A coalition led by the EHR/HIE Interoperability Workgroup and Healtheway, the newly formed public-private partnership of the eHealth Exchange, has established a program to test and certify electronic health records and other health IT to ensure interoperability and reliable data exchange.
The coalition of 15 states, 37 technology vendors and 34 HIEs has set up an automated testing program to verify that, once tested, a system is capable of exchanging health information with many other systems. With this testing, a single set of standardized, easy-to-implement connections can support communication among systems.
The effort is being jointly led by the EHR/HIE Interoperability Workgroup, a New York eHealth Collaborative (NYeC)-led consortium of states and vendors, and Healtheway, the newly formed public-private partnership of the eHealth Exchange, a network of 34 public and private organizations representing hundreds of hospitals, thousands of providers and millions of patients.
The coalition selected the Certification Commission for Health Information Technology (CCHIT) to carry out the testing.
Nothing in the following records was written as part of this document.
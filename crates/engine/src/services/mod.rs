pub mod approvals;
pub mod devices;
pub mod extensions;
pub mod provisioning;
pub mod session;
pub mod skip_rules;
pub mod submission;
pub mod warnings;

pub use approvals::{ApprovalService, SYSTEM_ACTOR};
pub use devices::DeviceService;
pub use extensions::ExtensionAllocator;
pub use provisioning::{GeneratedPayload, ProvisioningPayloadGenerator};
pub use session::{OnboardingUpdate, SessionService};
pub use skip_rules::SkipRuleEngine;
pub use submission::SubmissionValidator;
pub use warnings::WarningsCalculator;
As the compliance testing body, CCHIT will certify that the interfaces between the HIT and HIEs are consistent across multiple states and systems. CCHIT, which is also an Office of the National Coordinator (ONC) authorized certification body and is an accredited testing laboratory for EHRs, is collaborating with AEGIS.net on the testing software, which is being developed under an open source license.
The initiative aims to accelerate consensus on national standards, adopting EHR certification criteria and testing procedures as relevant and finalized for Stage 2 of meaningful use. Members of both groups will continue to provide feedback from these real-world implementations to the national health IT standard setting initiatives established by the U.S. Department of Health and Human Services' Office of the National Coordinator for Health Information Technology (ONC).
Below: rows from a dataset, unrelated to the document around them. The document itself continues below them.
//! Questions the wizard can hide because the answer is already known or
//! the question does not apply.

use serde::Serialize;

use crate::onboarding::{LocationOnboarding, PhoneSystemType};

// ---------------------------------------------------------------------------
// Field names
// ---------------------------------------------------------------------------

pub const FIELD_CALL_FORWARDING: &str = "callForwardingSupported";
pub const FIELD_WANTS_FAX_IN_VOICE_STACK: &str = "wantsFaxInVoiceStack";

/// Every IVR detail question, hidden together when IVR is declined.
pub const IVR_FIELDS: &[&str] = &[
    "ivrScript",
    "ivrRetryAttempts",
    "ivrWaitTime",
    "ivrInvalidSelectionScript",
    "ivrAfterRetriesTarget",
    "ivrOptions",
];

// ---------------------------------------------------------------------------
// Knowledge table
// ---------------------------------------------------------------------------

/// A provider whose call-forwarding support is known in advance.
#[derive(Debug, Clone, PartialEq, Eq)]
pub struct ProviderFact {
    pub system_type: PhoneSystemType,
    pub provider: String,
    pub supports_call_forwarding: bool,
}

const DEFAULT_PROVIDER_FACTS: &[(PhoneSystemType, &str, bool)] = &[
    (PhoneSystemType::Voip, "RingCentral", true),
    (PhoneSystemType::Voip, "8x8", true),
    (PhoneSystemType::Voip, "Nextiva", true),
    (PhoneSystemType::Voip, "Vonage", true),
    (PhoneSystemType::Voip, "Ooma", true),
    (PhoneSystemType::Voip, "Grasshopper", true),
    (PhoneSystemType::Voip, "Google Voice", false),
    (PhoneSystemType::Landline, "AT&T", true),
    (PhoneSystemType::Landline, "Verizon", true),
    (PhoneSystemType::Landline, "Comcast Business", true),
    (PhoneSystemType::Landline, "Spectrum Business", false),
];

/// Static table of what is known about common providers.
#[derive(Debug, Clone)]
pub struct ProviderKnowledge {
    facts: Vec<ProviderFact>,
}

impl Default for ProviderKnowledge {
    fn default() -> Self {
        Self {
            facts: DEFAULT_PROVIDER_FACTS
                .iter()
                .map(|(system_type, provider, supports)| ProviderFact {
                    system_type: *system_type,
                    provider: provider.to_string(),
                    supports_call_forwarding: *supports,
                })
                .collect(),
        }
    }
}

impl ProviderKnowledge {
    pub fn new(facts: Vec<ProviderFact>) -> Self {
        Self { facts }
    }

    /// Case-insensitive lookup on provider name within a system type.
    pub fn call_forwarding(&self, system_type: PhoneSystemType, provider: &str) -> Option<bool> {
        let provider = provider.trim();
        self.facts
            .iter()
            .find(|f| f.system_type == system_type && f.provider.eq_ignore_ascii_case(provider))
            .map(|f| f.supports_call_forwarding)
    }
}

// ---------------------------------------------------------------------------
// Rules
// ---------------------------------------------------------------------------

#[derive(Debug, Clone, PartialEq, Eq, Serialize)]
#[serde(rename_all = "camelCase")]
pub struct SkipRule {
    pub field: String,
    pub should_skip: bool,
    pub reason: String,
}

impl SkipRule {
    fn new(field: &str, should_skip: bool, reason: impl Into<String>) -> Self {
        Self {
            field: field.to_string(),
            should_skip,
            reason: reason.into(),
        }
    }
}

/// Evaluate every skip rule against the current onboarding snapshot.
///
/// One rule is returned per governed field, whether or not it is skipped.
pub fn get_skip_rules(onboarding: &LocationOnboarding, knowledge: &ProviderKnowledge) -> Vec<SkipRule> {
    let mut rules = Vec::with_capacity(IVR_FIELDS.len() + 2);

    let known = onboarding
        .phone_system_type
        .zip(onboarding.provider_name())
        .and_then(|(system_type, provider)| {
            knowledge
                .call_forwarding(system_type, provider)
                .map(|supported| (provider, supported))
        });
    rules.push(match known {
        Some((provider, supported)) => SkipRule::new(
            FIELD_CALL_FORWARDING,
            true,
            format!(
                "{provider} is known to {} call forwarding",
                if supported { "support" } else { "not support" }
            ),
        ),
        None => SkipRule::new(
            FIELD_CALL_FORWARDING,
            false,
            "Call forwarding support is not known for this provider",
        ),
    });

    // Only an explicit "no" hides the IVR questions.
    let ivr_declined = onboarding.has_ivr == Some(false);
    for field in IVR_FIELDS {
        rules.push(if ivr_declined {
            SkipRule::new(field, true, "IVR is not enabled")
        } else {
            SkipRule::new(field, false, "IVR is enabled or not yet answered")
        });
    }

    rules.push(match onboarding.uses_fax {
        Some(false) => SkipRule::new(
            FIELD_WANTS_FAX_IN_VOICE_STACK,
            false,
            "Customer does not use fax today",
        ),
        Some(true) => SkipRule::new(
            FIELD_WANTS_FAX_IN_VOICE_STACK,
            true,
            "Customer already uses fax",
        ),
        None => SkipRule::new(
            FIELD_WANTS_FAX_IN_VOICE_STACK,
            true,
            "Fax usage has not been answered",
        ),
    });

    rules
}

/// The known call-forwarding answer, for pre-filling a skipped question.
pub fn known_call_forwarding(
    onboarding: &LocationOnboarding,
    knowledge: &ProviderKnowledge,
) -> Option<bool> {
    let system_type = onboarding.phone_system_type?;
    knowledge.call_forwarding(system_type, onboarding.provider_name()?)
}

#[cfg(test)]
mod tests {
    use super::*;

    fn rule<'a>(rules: &'a [SkipRule], field: &str) -> &'a SkipRule {
        rules.iter().find(|r| r.field == field).unwrap()
    }

    #[test]
    fn test_known_provider_skips_call_forwarding_case_insensitively() {
        let onboarding = LocationOnboarding {
            phone_system_type: Some(PhoneSystemType::Voip),
            voip_type: Some("ringcentral".into()),
            ..Default::default()
        };
        let rules = get_skip_rules(&onboarding, &ProviderKnowledge::default());
        let cf = rule(&rules, FIELD_CALL_FORWARDING);
        assert!(cf.should_skip);
        assert!(cf.reason.contains("support call forwarding"));
    }

    #[test]
    fn test_provider_under_wrong_system_type_is_unknown() {
        let onboarding = LocationOnboarding {
            phone_system_type: Some(PhoneSystemType::Landline),
            phone_system_details: Some("RingCentral".into()),
            ..Default::default()
        };
        let rules = get_skip_rules(&onboarding, &ProviderKnowledge::default());
        assert!(!rule(&rules, FIELD_CALL_FORWARDING).should_skip);
    }

    #[test]
    fn test_known_negative_answer_is_still_skipped() {
        let onboarding = LocationOnboarding {
            phone_system_type: Some(PhoneSystemType::Landline),
            phone_system_details: Some(" spectrum business ".into()),
            ..Default::default()
        };
        let knowledge = ProviderKnowledge::default();
        assert!(rule(&get_skip_rules(&onboarding, &knowledge), FIELD_CALL_FORWARDING).should_skip);
        assert_eq!(known_call_forwarding(&onboarding, &knowledge), Some(false));
    }

    #[test]
    fn test_ivr_fields_skip_only_on_explicit_false() {
        let knowledge = ProviderKnowledge::default();
        let mut onboarding = LocationOnboarding::default();

        let rules = get_skip_rules(&onboarding, &knowledge);
        assert!(IVR_FIELDS.iter().all(|f| !rule(&rules, f).should_skip));

        onboarding.has_ivr = Some(false);
        let rules = get_skip_rules(&onboarding, &knowledge);
        assert!(IVR_FIELDS.iter().all(|f| rule(&rules, f).should_skip));

        onboarding.has_ivr = Some(true);
        let rules = get_skip_rules(&onboarding, &knowledge);
        assert!(IVR_FIELDS.iter().all(|f| !rule(&rules, f).should_skip));
    }

    #[test]
    fn test_fax_question_asked_only_when_fax_not_used() {
        let knowledge = ProviderKnowledge::default();
        let mut onboarding = LocationOnboarding::default();
        assert!(rule(&get_skip_rules(&onboarding, &knowledge), FIELD_WANTS_FAX_IN_VOICE_STACK).should_skip);

        onboarding.uses_fax = Some(true);
        assert!(rule(&get_skip_rules(&onboarding, &knowledge), FIELD_WANTS_FAX_IN_VOICE_STACK).should_skip);

        onboarding.uses_fax = Some(false);
        assert!(!rule(&get_skip_rules(&onboarding, &knowledge), FIELD_WANTS_FAX_IN_VOICE_STACK).should_skip);
    }
}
"Today's announcement brings together several activities supported by ONC over the past years: a core set of national standards, an accredited certification body, the Public-private partnership that has emerged from the Nationwide Health Information Network Exchange, and the convening power of New York and other State Health Information Exchange grantees," said Farzad Mostashari, MD, the national coordinator for health information technology. "We look forward to working with this consortium to continue progress on interoperability and secure health information exchange, and to reflect what is learned in national standards as necessary."
"The collaboration between the states and vendors to address a shared marketplace gap and work toward a mutual vision has been one of the remarkable aspects of this effort," said David Whitlinger, Executive Director of NYeC. "And momentum is building within both communities as states grow their HIE networks by working with the EHR and HIE vendors to provide seamless integration and clinical workflow, taking the market to a new level for the benefit of patients."